Kiya - Cover

Kiya

Copyright© 2026 by Megumi Kashuahara

Chapter 6

BDSM Sex Story: Chapter 6 - Before she died of cancer, Stephanie Barrett did one last thing for her husband Nathan—she found him a slave. She spent her final months training her young cousin Kiya to love him the way she had loved him, completely and without reservation. Kiya spent a year watching Nathan from a distance before walking into his life with a sealed letter and a truth she had been carrying for two years. "I am the slave she made for you”

Caution: This BDSM Sex Story contains strong sexual content, including Ma/Fa   Consensual   Romantic   Slavery   BDSM   DomSub   MaleDom   Humiliation   Light Bond   Spanking   Anal Sex   Analingus   Exhibitionism   First   Masturbation   Oral Sex   Sex Toys   Water Sports   Big Breasts   AI Generated  

Thursday came.

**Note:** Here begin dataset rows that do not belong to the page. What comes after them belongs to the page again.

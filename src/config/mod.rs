use anyhow::{bail, Context, Result};
use serde::{Deserialize, Serialize};
use std::env;

/// Runtime configuration for the master loop and its components.
///
/// Every option has a default; env vars override. Validation happens at
/// construction so components never see out-of-range thresholds.
#[derive(Debug, Clone, Serialize, Deserialize)]
pub struct Config {
    /// Minimum consensus confidence required to emit a trading decision
    pub min_confidence_threshold: f64,

    /// Maximum risk per trade as fraction of portfolio value (e.g. 0.02 = 2%)
    pub max_risk_per_trade: f64,

    /// Maximum single-position size as fraction of portfolio value
    pub max_position_size: f64,

    /// Daily loss limit as fraction of start-of-day portfolio value
    pub daily_loss_limit: f64,

    /// Regular research interval in seconds (research is forced after this)
    pub research_interval_secs: u64,

    /// Sleep between healthy master-loop cycles, in seconds
    pub cycle_interval_secs: u64,

    /// Sleep after a failed cycle, in seconds
    pub error_backoff_secs: u64,

    /// Per-worker research time budget in seconds
    pub worker_budget_secs: u64,

    /// Multiplier for simulated latencies (worker think time, fill delay).
    /// 0.0 disables simulated delays entirely, which tests rely on.
    pub sim_time_scale: f64,
}

impl Config {
    pub fn load() -> Result<Self> {
        // Load .env file - sets env vars that aren't already set
        dotenv::dotenv().ok();

        let config = Config {
            min_confidence_threshold: env::var("MAESTRO_MIN_CONFIDENCE")
                .unwrap_or_else(|_| "0.65".to_string())
                .parse()
                .context("Invalid MAESTRO_MIN_CONFIDENCE value")?,
            max_risk_per_trade: env::var("MAESTRO_MAX_RISK_PER_TRADE")
                .unwrap_or_else(|_| "0.02".to_string())
                .parse()
                .context("Invalid MAESTRO_MAX_RISK_PER_TRADE value")?,
            max_position_size: env::var("MAESTRO_MAX_POSITION_SIZE")
                .unwrap_or_else(|_| "0.15".to_string())
                .parse()
                .context("Invalid MAESTRO_MAX_POSITION_SIZE value")?,
            daily_loss_limit: env::var("MAESTRO_DAILY_LOSS_LIMIT")
                .unwrap_or_else(|_| "0.03".to_string())
                .parse()
                .context("Invalid MAESTRO_DAILY_LOSS_LIMIT value")?,
            research_interval_secs: env::var("MAESTRO_RESEARCH_INTERVAL_SECS")
                .unwrap_or_else(|_| "7200".to_string())
                .parse()
                .context("Invalid MAESTRO_RESEARCH_INTERVAL_SECS value")?,
            cycle_interval_secs: env::var("MAESTRO_CYCLE_INTERVAL_SECS")
                .unwrap_or_else(|_| "60".to_string())
                .parse()
                .context("Invalid MAESTRO_CYCLE_INTERVAL_SECS value")?,
            error_backoff_secs: env::var("MAESTRO_ERROR_BACKOFF_SECS")
                .unwrap_or_else(|_| "30".to_string())
                .parse()
                .context("Invalid MAESTRO_ERROR_BACKOFF_SECS value")?,
            worker_budget_secs: env::var("MAESTRO_WORKER_BUDGET_SECS")
                .unwrap_or_else(|_| "10".to_string())
                .parse()
                .context("Invalid MAESTRO_WORKER_BUDGET_SECS value")?,
            sim_time_scale: env::var("MAESTRO_SIM_TIME_SCALE")
                .unwrap_or_else(|_| "1.0".to_string())
                .parse()
                .context("Invalid MAESTRO_SIM_TIME_SCALE value")?,
        };

        config.validate()?;
        Ok(config)
    }

    /// Validate option ranges. Fractional limits must sit in (0, 1];
    /// intervals and budgets must be non-zero.
    pub fn validate(&self) -> Result<()> {
        for (name, value) in [
            ("min_confidence_threshold", self.min_confidence_threshold),
            ("max_risk_per_trade", self.max_risk_per_trade),
            ("max_position_size", self.max_position_size),
            ("daily_loss_limit", self.daily_loss_limit),
        ] {
            if !(value > 0.0 && value <= 1.0) {
                bail!("{} must be in (0, 1], got {}", name, value);
            }
        }

        if self.research_interval_secs == 0 {
            bail!("research_interval_secs must be non-zero");
        }
        if self.cycle_interval_secs == 0 {
            bail!("cycle_interval_secs must be non-zero");
        }
        if self.error_backoff_secs == 0 {
            bail!("error_backoff_secs must be non-zero");
        }
        if self.worker_budget_secs == 0 {
            bail!("worker_budget_secs must be non-zero");
        }
        if self.sim_time_scale < 0.0 {
            bail!("sim_time_scale must be >= 0, got {}", self.sim_time_scale);
        }

        Ok(())
    }

    pub fn research_interval(&self) -> chrono::Duration {
        chrono::Duration::seconds(self.research_interval_secs as i64)
    }

    pub fn cycle_interval(&self) -> std::time::Duration {
        std::time::Duration::from_secs(self.cycle_interval_secs)
    }

    pub fn error_backoff(&self) -> std::time::Duration {
        std::time::Duration::from_secs(self.error_backoff_secs)
    }

    pub fn worker_budget(&self) -> std::time::Duration {
        std::time::Duration::from_secs(self.worker_budget_secs)
    }

    /// Configuration for tests: defaults with simulated delays disabled.
    pub fn for_tests() -> Self {
        Self {
            sim_time_scale: 0.0,
            ..Self::default()
        }
    }
}

impl Default for Config {
    fn default() -> Self {
        Self {
            min_confidence_threshold: 0.65,
            max_risk_per_trade: 0.02,
            max_position_size: 0.15,
            daily_loss_limit: 0.03,
            research_interval_secs: 7200,
            cycle_interval_secs: 60,
            error_backoff_secs: 30,
            worker_budget_secs: 10,
            sim_time_scale: 1.0,
        }
    }
}

#[cfg(test)]
mod tests {
    use super::*;

    #[test]
    fn test_default_config_is_valid() {
        let config = Config::default();
        assert!(config.validate().is_ok());
        assert_eq!(config.min_confidence_threshold, 0.65);
        assert_eq!(config.max_risk_per_trade, 0.02);
        assert_eq!(config.max_position_size, 0.15);
        assert_eq!(config.daily_loss_limit, 0.03);
    }

    #[test]
    fn test_out_of_range_threshold_rejected() {
        let config = Config {
            min_confidence_threshold: 1.5,
            ..Config::default()
        };
        assert!(config.validate().is_err());

        let config = Config {
            max_risk_per_trade: 0.0,
            ..Config::default()
        };
        assert!(config.validate().is_err());
    }

    #[test]
    fn test_zero_interval_rejected() {
        let config = Config {
            cycle_interval_secs: 0,
            ..Config::default()
        };
        assert!(config.validate().is_err());
    }

    #[test]
    fn test_negative_time_scale_rejected() {
        let config = Config {
            sim_time_scale: -1.0,
            ..Config::default()
        };
        assert!(config.validate().is_err());
    }

    #[test]
    fn test_test_config_disables_delays() {
        let config = Config::for_tests();
        assert_eq!(config.sim_time_scale, 0.0);
        assert!(config.validate().is_ok());
    }
}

Mara drove.

Kiya had her bag on her lap. Inside the bag, next to the notebook, was a small folded thing. She had spent Wednesday evening going through the linen closet at home, looking for the right object, and had settled on a piece of an old cotton blanket her mother had cut up for rags years ago. It was folded into a square about the size of a paperback book, four layers thick. Thin enough to feel the floor through, padded enough to keep her knees from screaming. She had folded it carefully and put it in a clean plastic bag and put the plastic bag in her tote.

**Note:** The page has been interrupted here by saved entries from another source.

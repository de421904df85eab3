//! The master trading loop: polls the portfolio, dispatches research,
//! consolidates decisions, validates, executes, and records health
//! samples throughout.

use std::sync::Arc;
use std::time::Instant;

use anyhow::Result;
use chrono::{DateTime, Utc};
use serde::Serialize;
use tracing::{debug, error, info, warn};

use crate::config::Config;
use crate::health::HealthMonitor;
use crate::portfolio::{PerformanceSummary, PortfolioSnapshot, PortfolioState};
use crate::trading::{
    DailyLossTracker, DecisionEngine, ExecutionEngine, ExecutionStats, RiskValidator,
};

use super::ResearchOrchestrator;

/// Outcome of a single master cycle
#[derive(Debug, Clone, Copy, Default)]
pub struct CycleReport {
    /// Whether this cycle dispatched research at all
    pub researched: bool,
    pub reports: usize,
    pub decisions: usize,
    pub executed: usize,
}

/// Point-in-time view of the whole system
#[derive(Debug, Clone, Serialize)]
pub struct SystemStatus {
    pub last_research_time: Option<DateTime<Utc>>,
    pub trades_executed: usize,
    pub available_agents: usize,
    pub health_score: f64,
    pub portfolio_value: f64,
    pub performance: PerformanceSummary,
    pub execution: ExecutionStats,
}

/// Central coordinator. Owns every component; nothing else mutates the
/// portfolio or the books.
pub struct MasterLoop {
    config: Config,
    portfolio: PortfolioState,
    orchestrator: ResearchOrchestrator,
    decision_engine: DecisionEngine,
    validator: RiskValidator,
    execution: ExecutionEngine,
    health: HealthMonitor,
    loss_tracker: DailyLossTracker,
    last_research_time: Option<DateTime<Utc>>,
    trades_executed: usize,
}

impl MasterLoop {
    pub fn new(config: Config) -> Self {
        Self::with_portfolio(config, PortfolioState::new())
    }

    /// Build with an explicit portfolio (test/fixture support)
    pub fn with_portfolio(config: Config, portfolio: PortfolioState) -> Self {
        let loss_tracker = DailyLossTracker::new(
            config.daily_loss_limit,
            Utc::now(),
            portfolio.portfolio_value(),
        );

        Self {
            orchestrator: ResearchOrchestrator::new(&config),
            decision_engine: DecisionEngine::new(&config),
            validator: RiskValidator::new(&config),
            execution: ExecutionEngine::new(&config),
            health: HealthMonitor::new(),
            loss_tracker,
            last_research_time: None,
            trades_executed: 0,
            portfolio,
            config,
        }
    }

    pub fn portfolio(&self) -> &PortfolioState {
        &self.portfolio
    }

    pub fn health(&self) -> &HealthMonitor {
        &self.health
    }

    pub fn trades_executed(&self) -> usize {
        self.trades_executed
    }

    /// Whether any condition calls for a research pass this cycle
    fn needs_research(&self, snapshot: &PortfolioSnapshot) -> bool {
        let mut conditions: Vec<&str> = Vec::new();

        if snapshot.available_balance > snapshot.portfolio_value * 0.1 {
            conditions.push("sufficient_funds_available");
        }
        if snapshot.positions.len() < 8 {
            conditions.push("portfolio_not_full");
        }
        if snapshot.positions.iter().any(|p| p.pnl_percent < -5.0) {
            conditions.push("losing_positions_present");
        }
        match self.last_research_time {
            None => conditions.push("regular_research_interval"),
            Some(last) if Utc::now() - last > self.config.research_interval() => {
                conditions.push("regular_research_interval");
            }
            Some(_) => {}
        }
        if snapshot.market_conditions.volatility > 0.7 {
            conditions.push("high_volatility_environment");
        }

        if conditions.is_empty() {
            false
        } else {
            debug!(?conditions, "research conditions met");
            true
        }
    }

    /// One full iteration: refresh the market, dispatch research if
    /// warranted, consolidate and execute decisions.
    pub async fn run_cycle(&mut self) -> Result<CycleReport> {
        self.portfolio.refresh_market();
        let snapshot = self.portfolio.snapshot();
        let now = Utc::now();
        self.loss_tracker.observe(now, snapshot.portfolio_value);

        if !self.needs_research(&snapshot) {
            debug!("no research conditions met, idle cycle");
            return Ok(CycleReport::default());
        }

        info!(
            portfolio_value = snapshot.portfolio_value,
            triggers = snapshot.research_triggers.len(),
            "research needed, activating workers"
        );

        let research_started = Instant::now();
        let assignments = self.orchestrator.plan_tasks(&snapshot);
        let snapshot = Arc::new(snapshot);
        let reports = self
            .orchestrator
            .dispatch(assignments, Arc::clone(&snapshot))
            .await;
        let failures = reports.iter().filter(|r| r.is_failure()).count();
        self.health.record(
            "slave_research",
            research_started.elapsed().as_secs_f64(),
            failures == 0,
            failures as u32,
        );

        let decision_started = Instant::now();
        let decisions = self.decision_engine.consolidate(&reports, &snapshot);
        self.health.record(
            "decision_interpretation",
            decision_started.elapsed().as_secs_f64(),
            true,
            0,
        );

        let mut executed = 0;
        for decision in &decisions {
            if !decision.is_actionable() {
                debug!(symbol = %decision.symbol, "skipping non-actionable decision");
                continue;
            }

            // Re-validate against a fresh snapshot: earlier fills this
            // cycle may have consumed the balance.
            let fresh = self.portfolio.snapshot();
            if self.loss_tracker.is_breached(fresh.portfolio_value) {
                warn!("daily loss limit breached, halting execution for this cycle");
                break;
            }
            if let Err(rejection) = self.validator.validate(decision, &fresh) {
                info!(symbol = %decision.symbol, %rejection, "decision rejected by risk gate");
                continue;
            }

            let execution_started = Instant::now();
            match self.execution.execute(decision).await {
                Ok(record) => {
                    match self.portfolio.apply_fill(
                        &decision.symbol,
                        decision.action,
                        decision.quantity,
                        record.execution_price,
                    ) {
                        Ok(realized) => {
                            self.loss_tracker.record_realized(realized);
                            self.trades_executed += 1;
                            executed += 1;
                            self.health.record(
                                "trade_execution",
                                execution_started.elapsed().as_secs_f64(),
                                true,
                                0,
                            );
                        }
                        Err(error) => {
                            error!(
                                symbol = %decision.symbol,
                                %error,
                                "fill could not be applied to the portfolio"
                            );
                            self.health.record(
                                "trade_execution",
                                execution_started.elapsed().as_secs_f64(),
                                false,
                                1,
                            );
                        }
                    }
                }
                Err(error) => {
                    warn!(symbol = %decision.symbol, %error, "trade execution failed");
                    self.health.record(
                        "trade_execution",
                        execution_started.elapsed().as_secs_f64(),
                        false,
                        1,
                    );
                }
            }
        }

        self.last_research_time = Some(now);
        Ok(CycleReport {
            researched: true,
            reports: reports.len(),
            decisions: decisions.len(),
            executed,
        })
    }

    /// Run forever: cycle, sleep, repeat; back off after a failed cycle.
    pub async fn run(&mut self) -> Result<()> {
        info!("master trading loop started");

        loop {
            match self.run_cycle().await {
                Ok(report) => {
                    debug!(
                        researched = report.researched,
                        decisions = report.decisions,
                        executed = report.executed,
                        "cycle complete"
                    );
                    tokio::time::sleep(self.config.cycle_interval()).await;
                }
                Err(error) => {
                    error!(%error, "trading cycle failed");
                    tokio::time::sleep(self.config.error_backoff()).await;
                }
            }
        }
    }

    pub fn system_status(&self) -> SystemStatus {
        SystemStatus {
            last_research_time: self.last_research_time,
            trades_executed: self.trades_executed,
            available_agents: self.orchestrator.available_agents(),
            health_score: self.health.health_score(),
            portfolio_value: self.portfolio.portfolio_value(),
            performance: self.portfolio.performance_summary(),
            execution: self.execution.stats(),
        }
    }
}

#[cfg(test)]
mod tests {
    use super::*;

    #[test]
    fn test_needs_research_on_fresh_system() {
        let master = MasterLoop::with_portfolio(Config::for_tests(), PortfolioState::new());
        let snapshot = master.portfolio.snapshot();

        // Never researched and the portfolio has room: research is due
        assert!(master.needs_research(&snapshot));
    }

    #[test]
    fn test_no_research_when_all_conditions_clear() {
        let mut portfolio = PortfolioState::with_holdings(
            0.0,
            (0..8)
                .map(|i| {
                    crate::portfolio::Position::new(format!("SYM{i}-USD"), 1.0, 100.0, 100.0)
                })
                .collect(),
        );
        portfolio.set_market_volatility(0.4);

        let mut master = MasterLoop::with_portfolio(Config::for_tests(), portfolio);
        master.last_research_time = Some(Utc::now());

        // No cash, full book, no losers, calm market, recent research
        let snapshot = master.portfolio.snapshot();
        assert!(!master.needs_research(&snapshot));
    }

    #[tokio::test]
    async fn test_research_cycle_records_health_samples() {
        let mut master = MasterLoop::with_portfolio(Config::for_tests(), PortfolioState::new());
        let report = master.run_cycle().await.expect("cycle");

        assert!(report.researched);
        assert!(report.reports > 0);
        // At least research and decision samples land every research cycle
        assert!(master.health().sample_count() >= 2);
        assert!(master.system_status().last_research_time.is_some());
    }
}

In the car Mara said, “You brought something extra today.”

“Yes.”

“I saw you go through the linen closet.”

“Yes.”

Mara did not ask. Kiya did not explain. They drove.

In the parking garage Mara put the car in park and turned to her daughter and said, “I have a question and I am going to ask it once and you can answer or not.”

“All right.”

“Are you happy.”

Kiya thought about it. She thought about it honestly because her mother had asked it honestly. She thought about the way she had slept the night before, which was not well but not badly, and about the way she had woken up that morning before her alarm with a clear feeling in her chest that was not anxiety, and about the way she had walked into the kitchen and made coffee for her father the way her father liked it without being asked because she had decided that morning that she was going to start practicing the small attentions.

“Yes, Mom.”

“All right.”

“You did not believe me a month ago when I said I was all right.”

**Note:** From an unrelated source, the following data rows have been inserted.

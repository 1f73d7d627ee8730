//! # Background Removal
//!
//! Turns a cropped sheet cell into an RGBA image whose background pixels have alpha 0.
//!
//! ## Strategies
//!
//! Strategies are tried in priority order and the first one that reports success wins:
//! 1. **Matting** (optional): an external matting model. Works on any background, so it
//!    goes first whenever one is configured.
//! 2. **Chroma key**: magenta and green bands, each with a looser secondary band. A miss
//!    (no transparent pixel afterwards) falls through.
//! 3. **Edge flood**: the modal colour of the four border lines is taken as background
//!    when it covers enough of the border; otherwise a fixed palette of typical
//!    background colours is keyed out. Always succeeds.
//!
//! Removal never fails a job. A strategy that errors is logged and skipped, and an image
//! that ends up with no transparent pixel is still returned, with a warning.

use std::collections::HashMap;
use std::io::Cursor;
use std::sync::OnceLock;
use std::time::Duration;

use base64::{Engine as _, engine::general_purpose};
use image::{ImageFormat, Rgba, RgbaImage};
use serde::{Deserialize, Serialize};

use crate::config::BackgroundConfig;
use crate::error::{SpriteError, SpriteResult};

/// Outcome of one strategy on one image.
#[derive(Debug, Clone)]
pub struct Attempt {
    pub image: RgbaImage,
    /// Whether the strategy considers its own result usable.
    pub success: bool,
}

/// One way of keying out a background.
pub trait BackgroundStrategy: Send + Sync {
    fn name(&self) -> &str;

    fn attempt(&self, image: &RgbaImage) -> SpriteResult<Attempt>;
}

/// True if any pixel is fully transparent.
pub fn has_transparency(image: &RgbaImage) -> bool {
    image.pixels().any(|p| p[3] == 0)
}

/// Keyed pixels become transparent white.
pub const CLEARED: Rgba<u8> = Rgba([255, 255, 255, 0]);

fn clear(p: &mut Rgba<u8>) {
    *p = CLEARED;
}

// ---------------------------------------------------------------------------
// Matting
// ---------------------------------------------------------------------------

/// A learned foreground/background segmentation model.
pub trait MattingModel: Send + Sync {
    fn matte(&self, image: &RgbaImage) -> SpriteResult<RgbaImage>;
}

#[derive(Serialize, Deserialize)]
struct MattingPayload {
    /// Base64 PNG.
    image: String,
}

/// Matting model served over HTTP.
///
/// Request and response bodies are both `{"image": "<base64 png>"}`.
///
/// The blocking client is built on the first call, which runs on the blocking pool, and
/// reused for every later cell.
pub struct HttpMatting {
    url: String,
    timeout: Duration,
    client: OnceLock<reqwest::blocking::Client>,
}

impl HttpMatting {
    pub fn new(url: impl Into<String>, timeout: Duration) -> Self {
        Self {
            url: url.into(),
            timeout,
            client: OnceLock::new(),
        }
    }

    fn client(&self) -> SpriteResult<&reqwest::blocking::Client> {
        if let Some(client) = self.client.get() {
            return Ok(client);
        }
        let client = reqwest::blocking::Client::builder()
            .timeout(self.timeout)
            .build()
            .map_err(|e| SpriteError::external("reqwest", e))?;
        Ok(self.client.get_or_init(|| client))
    }
}

impl MattingModel for HttpMatting {
    fn matte(&self, image: &RgbaImage) -> SpriteResult<RgbaImage> {
        let mut png = Vec::new();
        image
            .write_to(&mut Cursor::new(&mut png), ImageFormat::Png)
            .map_err(|e| SpriteError::image("encode matting input", e))?;
        let payload = MattingPayload {
            image: general_purpose::STANDARD.encode(&png),
        };

        let response = self
            .client()?
            .post(&self.url)
            .json(&payload)
            .send()
            .map_err(|e| SpriteError::external("matting", e))?;

        let status = response.status();
        if !status.is_success() {
            return Err(SpriteError::processing(
                "matting",
                format!("service answered HTTP {}", status.as_u16()),
            ));
        }
        let body: MattingPayload = response
            .json()
            .map_err(|e| SpriteError::external("matting", e))?;
        let bytes = general_purpose::STANDARD
            .decode(body.image.as_bytes())
            .map_err(|e| SpriteError::external("base64", e))?;
        let matted = image::load_from_memory(&bytes)
            .map_err(|e| SpriteError::image("decode matting output", e))?;
        Ok(matted.to_rgba8())
    }
}

/// Strategy wrapper around a [`MattingModel`].
pub struct MattingStrategy<M: MattingModel> {
    model: M,
}

impl<M: MattingModel> MattingStrategy<M> {
    pub fn new(model: M) -> Self {
        Self { model }
    }
}

impl<M: MattingModel> BackgroundStrategy for MattingStrategy<M> {
    fn name(&self) -> &str {
        "matting"
    }

    fn attempt(&self, image: &RgbaImage) -> SpriteResult<Attempt> {
        let matted = self.model.matte(image)?;
        let success = matted.dimensions() == image.dimensions();
        if !success {
            tracing::debug!(
                expected = ?image.dimensions(),
                got = ?matted.dimensions(),
                "matting changed image size"
            );
        }
        Ok(Attempt {
            image: matted,
            success,
        })
    }
}

// ---------------------------------------------------------------------------
// Chroma key
// ---------------------------------------------------------------------------

/// Whether a pixel falls in one of the magenta or green key bands.
pub fn is_chroma(r: u8, g: u8, b: u8, tolerance: u8) -> bool {
    let (r, g, b, tol) = (u16::from(r), u16::from(g), u16::from(b), u16::from(tolerance));

    let magenta = r > 200 && b > 200 && g < 100 + tol;
    let light_magenta = r > 180 && b > 180 && g < 120 && r > g + 60 && b > g + 60;
    let green = g > 200 && r < 100 + tol && b < 100 + tol;
    let dark_green = g > 150 && r < 80 && b < 80 && g > r * 2 && g > b * 2;

    magenta || light_magenta || green || dark_green
}

/// Clear every chroma-keyed pixel. Other pixels are left untouched.
pub fn chroma_key(image: &RgbaImage, tolerance: u8) -> RgbaImage {
    let mut out = image.clone();
    for p in out.pixels_mut() {
        if is_chroma(p[0], p[1], p[2], tolerance) {
            clear(p);
        }
    }
    out
}

pub struct ChromaKeyStrategy {
    pub tolerance: u8,
}

impl BackgroundStrategy for ChromaKeyStrategy {
    fn name(&self) -> &str {
        "chroma_key"
    }

    fn attempt(&self, image: &RgbaImage) -> SpriteResult<Attempt> {
        let keyed = chroma_key(image, self.tolerance);
        let success = has_transparency(&keyed);
        Ok(Attempt {
            image: keyed,
            success,
        })
    }
}

// ---------------------------------------------------------------------------
// Edge flood
// ---------------------------------------------------------------------------

/// Modal colour of the border lines, with its count and the number of samples.
///
/// Top and bottom rows are sampled for every x, left and right columns for every y, so
/// corner pixels count twice. Ties go to the colour sampled first.
pub fn dominant_edge_color(image: &RgbaImage) -> Option<([u8; 3], usize, usize)> {
    let (w, h) = image.dimensions();
    if w == 0 || h == 0 {
        return None;
    }
    let rgb = |x: u32, y: u32| {
        let p = image.get_pixel(x, y);
        [p[0], p[1], p[2]]
    };

    let mut samples = Vec::with_capacity(2 * (w + h) as usize);
    for x in 0..w {
        samples.push(rgb(x, 0));
        samples.push(rgb(x, h - 1));
    }
    for y in 0..h {
        samples.push(rgb(0, y));
        samples.push(rgb(w - 1, y));
    }

    let mut counts: HashMap<[u8; 3], usize> = HashMap::new();
    for c in &samples {
        *counts.entry(*c).or_insert(0) += 1;
    }

    let mut best: Option<([u8; 3], usize)> = None;
    for c in &samples {
        let n = counts[c];
        if best.is_none_or(|(_, m)| n > m) {
            best = Some((*c, n));
        }
    }
    best.map(|(c, n)| (c, n, samples.len()))
}

/// Clear every pixel whose channels are all strictly within `tolerance` of `bg`.
pub fn clear_near(image: &RgbaImage, bg: [u8; 3], tolerance: u8) -> RgbaImage {
    let mut out = image.clone();
    for p in out.pixels_mut() {
        let near = (0..3).all(|i| p[i].abs_diff(bg[i]) < tolerance);
        if near {
            clear(p);
        }
    }
    out
}

/// Last-resort palette: chroma keys, near-white, light grey, checkerboard grey, bright grey.
pub fn is_palette_background(r: u8, g: u8, b: u8) -> bool {
    let chroma_magenta = r > 200 && b > 200 && g < 100;
    let chroma_green = g > 200 && r < 100 && b < 100;
    let near_white = r > 240 && g > 240 && b > 240;
    let light_gray = r > 200 && g > 200 && b > 200 && r.abs_diff(g) < 10 && g.abs_diff(b) < 10;
    let checker = [r, g, b].iter().all(|c| (196..210).contains(c));
    let bright_gray = r == g && g == b && r > 180;

    chroma_magenta || chroma_green || near_white || light_gray || checker || bright_gray
}

pub fn palette_key(image: &RgbaImage) -> RgbaImage {
    let mut out = image.clone();
    for p in out.pixels_mut() {
        if is_palette_background(p[0], p[1], p[2]) {
            clear(p);
        }
    }
    out
}

pub struct EdgeFloodStrategy {
    /// Share of border samples (percent) the modal colour must reach.
    pub dominance_percent: u32,
    pub tolerance: u8,
}

impl EdgeFloodStrategy {
    pub fn key(&self, image: &RgbaImage) -> RgbaImage {
        match dominant_edge_color(image) {
            Some((bg, count, total)) if count * 100 >= total * self.dominance_percent as usize => {
                tracing::debug!(
                    color = ?bg,
                    count,
                    total,
                    "edge background colour detected"
                );
                clear_near(image, bg, self.tolerance)
            }
            _ => {
                tracing::debug!("no dominant edge colour, keying fixed palette");
                palette_key(image)
            }
        }
    }
}

impl BackgroundStrategy for EdgeFloodStrategy {
    fn name(&self) -> &str {
        "edge_flood"
    }

    fn attempt(&self, image: &RgbaImage) -> SpriteResult<Attempt> {
        Ok(Attempt {
            image: self.key(image),
            success: true,
        })
    }
}

// ---------------------------------------------------------------------------
// Orchestration
// ---------------------------------------------------------------------------

/// Ordered strategy list with graceful fallthrough.
pub struct BackgroundRemover {
    strategies: Vec<Box<dyn BackgroundStrategy>>,
}

impl BackgroundRemover {
    pub fn new(strategies: Vec<Box<dyn BackgroundStrategy>>) -> Self {
        Self { strategies }
    }

    /// Matting (when a URL is configured), then chroma key, then edge flood.
    pub fn from_config(config: &BackgroundConfig) -> Self {
        let mut strategies: Vec<Box<dyn BackgroundStrategy>> = Vec::with_capacity(3);
        if let Some(url) = &config.matting_url {
            strategies.push(Box::new(MattingStrategy::new(HttpMatting::new(
                url.clone(),
                Duration::from_secs(config.matting_timeout_secs),
            ))));
        }
        strategies.push(Box::new(ChromaKeyStrategy {
            tolerance: config.chroma_tolerance,
        }));
        strategies.push(Box::new(EdgeFloodStrategy {
            dominance_percent: config.edge_dominance_percent,
            tolerance: config.edge_tolerance,
        }));
        Self::new(strategies)
    }

    pub fn strategy_names(&self) -> Vec<&str> {
        self.strategies.iter().map(|s| s.name()).collect()
    }

    /// Key out the background of `image`. Never fails.
    pub fn remove(&self, image: &RgbaImage) -> RgbaImage {
        for strategy in &self.strategies {
            match strategy.attempt(image) {
                Ok(attempt) if attempt.success => {
                    tracing::debug!(strategy = strategy.name(), "background removed");
                    if !has_transparency(&attempt.image) {
                        tracing::warn!(
                            strategy = strategy.name(),
                            "background removal left no transparent pixel"
                        );
                    }
                    return attempt.image;
                }
                Ok(_) => {
                    tracing::debug!(strategy = strategy.name(), "strategy missed, falling through");
                }
                Err(e) => {
                    tracing::warn!(strategy = strategy.name(), error = %e, "strategy failed, falling through");
                }
            }
        }
        tracing::warn!("no background strategy succeeded, keeping image as is");
        image.clone()
    }
}

impl Default for BackgroundRemover {
    fn default() -> Self {
        Self::from_config(&BackgroundConfig::default())
    }
}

“I am better at believing you now.”

“Why.”

Mara looked at her for a moment.

“Because you carry yourself differently. I do not know what she is doing with you. I am keeping my promise not to ask. But whatever it is, you are walking through the house like a person who knows where she is going. You did not walk through the house that way two months ago. So I believe you.”

Kiya nodded. She did not know what to say. After a moment she leaned across the console and kissed her mother on the cheek.

“I love you,” she said.

“Go on. She is waiting.”

Stephanie was waiting.

She was in the cream scarf again. The chair was set. The bed was raised. She had clearly been saving her energy for the afternoon because there was more color in her face than there had been on Tuesday. Caroline the nurse was just finishing whatever she had been doing with the IV line and she smiled at Kiya as she went out, and Kiya smiled back, and Caroline closed the door behind her.

“Sit,” Stephanie said.

Kiya sat. She set her bag on the floor beside the chair.

“Did you bring something.”

“Yes.”

“Show me.”

Kiya reached into the bag and took out the plastic bag. She opened it. She took out the folded piece of cotton blanket and she held it up.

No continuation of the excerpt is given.